Multi-Tier Caching: MongoDB, Redis, and Python

Multi-tier caching layered approach where hot data lives closest to computation. Python memory cache (microseconds) is fastest but limited by process RAM. Redis (0.5–1 millisecond) is network-accessible and persists across restarts. MongoDB (10–50 milliseconds) is the source of truth. Requests cascade: check memory cache first, then Redis, then MongoDB. Misses cascade back up, refilling caches along the way.

After optimizing a recommendation engine that served 1 million requests per hour, multi-tier caching reduced average latency from 500 ms to 80 ms by keeping the hottest 1% of data in memory, 5% in Redis, and the rest in MongoDB. This guide teaches you to architect multi-tier caches that scale.

Three-Tier Caching Architecture

User Request
    ↓
┌─────────────────────────┐
│ L1: Python Memory Cache │ (0.1 µs, process-local, 100 MB)
│ (LRU dict with TTL)     │
└─────────────────────────┘
    Cache Miss ↓
┌─────────────────────────┐
│ L2: Redis Cluster       │ (0.5 ms, network, 64 GB)
│ (Shared, distributed)   │
└─────────────────────────┘
    Cache Miss ↓
┌─────────────────────────┐
│ L3: MongoDB             │ (10 ms, disk, 1 TB)
│ (Authoritative store)   │
└─────────────────────────┘

Each tier trades speed for capacity. L1 (process memory) is tiny but fast; L3 (MongoDB) is huge but slow.
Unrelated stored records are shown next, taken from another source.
/// Insert a HIIT session; slots link to the catalog when their name resolves
pub(super) async fn insert_hiit_workout(
    conn: &mut SqliteConnection,
    workout_id: i64,
    workout_type: &str,
    structure: &str,
    duration: i64,
    blocks: &[SectionPayload],
) -> AppResult<i64> {
    let hiit_id = sqlx::query(
        r"
        INSERT INTO saved_hiit_workouts (workout_id, workout_type, structure, duration)
        VALUES ($1, $2, $3, $4)
        ",
    )
    .bind(workout_id)
    .bind(workout_type)
    .bind(structure)
    .bind(duration)
    .execute(&mut *conn)
    .await?
    .last_insert_rowid();

    for (index, block) in blocks.iter().enumerate() {
        let block_order = index as i64 + 1;
        let block_id = sqlx::query(
            "INSERT INTO saved_hiit_blocks (hiit_workout_id, block_name, rep_scheme, block_order) VALUES ($1, $2, $3, $4)",
        )
        .bind(hiit_id)
        .bind(block.block_name.as_deref().unwrap_or_default())
        .bind(block.rep_scheme.as_deref())
        .bind(block_order)
        .execute(&mut *conn)
        .await?
        .last_insert_rowid();

        for slot in &block.movements {
            let name = slot.name().unwrap_or_default();
            let movement_id = if slot.rest_period || name.is_empty() {
                None
            } else {
                movement_id_by_name(conn, name).await?
            };
            sqlx::query(
                r"
                INSERT INTO saved_hiit_movements
                    (block_id, movement_id, exercise_name, movement_order, rest_period)
                VALUES ($1, $2, $3, $4, $5)
                ",
            )
            .bind(block_id)
            .bind(movement_id)
            .bind(name)
            .bind(slot.movement_order)
            .bind(slot.rest_period)
            .execute(&mut *conn)
            .await?;
        }
    }

    debug!(workout_id, hiit_id, "Saved HIIT session");
    Ok(hiit_id)
}

/// Insert a mobility session, resolving each step by ID or exercise name
pub(super) async fn insert_mobility_session(
    conn: &mut SqliteConnection,
    workout_id: i64,
    session: &MobilitySessionPayload,
) -> AppResult<i64> {
    let session_id = sqlx::query(
        "INSERT INTO saved_mobility_sessions (workout_id, number_of_movements, session_video) VALUES ($1, $2, $3)",
    )
    .bind(workout_id)
    .bind(session.number_of_movements)
    .bind(session.session_video.as_deref())
    .execute(&mut *conn)
    .await?
    .last_insert_rowid();

    for detail in &session.mobility_details {
        let by_id = match detail.movement_id {
            Some(id) => sqlx::query_scalar::<_, i64>("SELECT id FROM movements WHERE id = $1")
                .bind(id)
                .fetch_optional(&mut *conn)
                .await?,
            None => None,
        };
        let movement_id = match (by_id, detail.movement_name.as_deref()) {
            (Some(id), _) => Some(id),
            (None, Some(name)) => movement_id_by_name(conn, name).await?,
            (None, None) => None,
        };

        sqlx::query(
            r"
            INSERT INTO saved_mobility_details
                (session_id, detail_order, duration, movement_id, exercise_name)
            VALUES ($1, $2, $3, $4, $5)
            ",
        )
        .bind(session_id)
        .bind(detail.order)
        .bind(detail.duration)
        .bind(movement_id)
        .bind(detail.movement_name.as_deref().map(str::trim))
        .execute(&mut *conn)
        .await?;
    }

    debug!(workout_id, session_id, "Saved mobility session");
    Ok(session_id)
}

// ============================================================================
// Completion writes
// ============================================================================

/// Record session RPE and comments for the workout's session of `activity`
///
/// Fields left as `None` keep their stored value.
///
/// # Errors
///
/// Returns an error if the update fails
pub async fn record_session_feedback(
    conn: &mut SqliteConnection,
    activity: ActivityType,
    workout_id: i64,
    rpe: Option<i64>,
    comments: Option<&str>,
) -> AppResult<()> {
    let table = match activity {
        ActivityType::Running => "saved_running_sessions",
        ActivityType::Hiit => "saved_hiit_workouts",
        ActivityType::Mobility => "saved_mobility_sessions",
        ActivityType::Gym | ActivityType::Hyrox => return Ok(()),
    };

    sqlx::query(&format!(
        "UPDATE {table} SET rpe = COALESCE($1, rpe), comments = COALESCE($2, comments) WHERE workout_id = $3"
    ))
    .bind(rpe)
    .bind(comments)
    .bind(workout_id)
    .execute(&mut *conn)
    .await
    .map_err(|e| AppError::database(format!("Failed to record session feedback: {e}")))?;
    Ok(())
}

/// Apply submitted split times and report whether the run was fully logged
///
/// Fully logged means at least one split was submitted and every submitted
/// interval and split belongs to the workout and carries an actual time.
///
/// # Errors
///
/// Returns an error if a query or write fails
pub async fn apply_split_logs(
    conn: &mut SqliteConnection,
    workout_id: i64,
    intervals: &[IntervalLog],
) -> AppResult<bool> {
    let mut submitted = 0_usize;
    let mut complete = true;

    for interval in intervals {
        let owned: Option<i64> = sqlx::query_scalar(
            r"
            SELECT i.id FROM saved_running_intervals i
            JOIN saved_running_sessions r ON r.id = i.running_session_id
            WHERE i.id = $1 AND r.workout_id = $2
            ",
        )
        .bind(interval.id)
        .bind(workout_id)
        .fetch_optional(&mut *conn)
        .await?;

        if owned.is_none() {
            complete = false;
            continue;
        }

        for split in &interval.split_times {
            submitted += 1;
            let stored = sqlx::query(
                r"
                UPDATE saved_split_times
                SET actual_time = COALESCE($1, actual_time), comments = COALESCE($2, comments)
                WHERE id = $3 AND interval_id = $4
                RETURNING actual_time
                ",
            )
            .bind(split.actual_time)
            .bind(split.comments.as_deref())
            .bind(split.id)
            .bind(interval.id)
            .fetch_optional(&mut *conn)
            .await?;

            // A split counts as logged once its stored time is positive
            let logged = stored
                .and_then(|row| row.get::<Option<i64>, _>("actual_time"))
                .is_some_and(|time| time > 0);
            if !logged {
                complete = false;
            }
        }

        sqlx::query(
            r"
            UPDATE saved_running_intervals
            SET average_actual_pace = (
                SELECT CAST(ROUND(AVG(s.actual_time) / saved_running_intervals.repeat_distance) AS INTEGER)
                FROM saved_split_times s
                WHERE s.interval_id = saved_running_intervals.id AND s.actual_time IS NOT NULL
            )
            WHERE id = $1 AND repeat_distance > 0
            ",
        )
        .bind(interval.id)
        .execute(&mut *conn)
        .await?;
    }

    Ok(submitted > 0 && complete)
}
L1: In-Process Python Cache

Use Python's functools.lru_cache for simple caching, or implement a custom LRU with TTL for more control.

from functools import lru_cache
from time import time, sleep
import threading

class TTLCache:
    """Simple in-process LRU cache with TTL."""
    
    def __init__(self, max_size=1000, default_ttl=300):
        self.cache = {}
        self.max_size = max_size
        self.default_ttl = default_ttl
        self.lock = threading.Lock()
    
    def get(self, key):
        """Get a value if not expired."""
        with self.lock:
            if key not in self.cache:
                return None
            
            value, expiry = self.cache[key]
            if time() > expiry:
                del self.cache[key]
                return None
            
            return value
    
    def set(self, key, value, ttl=None):
        """Set a value with optional TTL."""
        with self.lock:
            if len(self.cache) >= self.max_size:
                # Evict oldest entry (simple FIFO)
                oldest_key = next(iter(self.cache))
                del self.cache[oldest_key]
            
            ttl = ttl or self.default_ttl
            self.cache[key] = (value, time() + ttl)

# Usage
local_cache = TTLCache(max_size=10000, default_ttl=300)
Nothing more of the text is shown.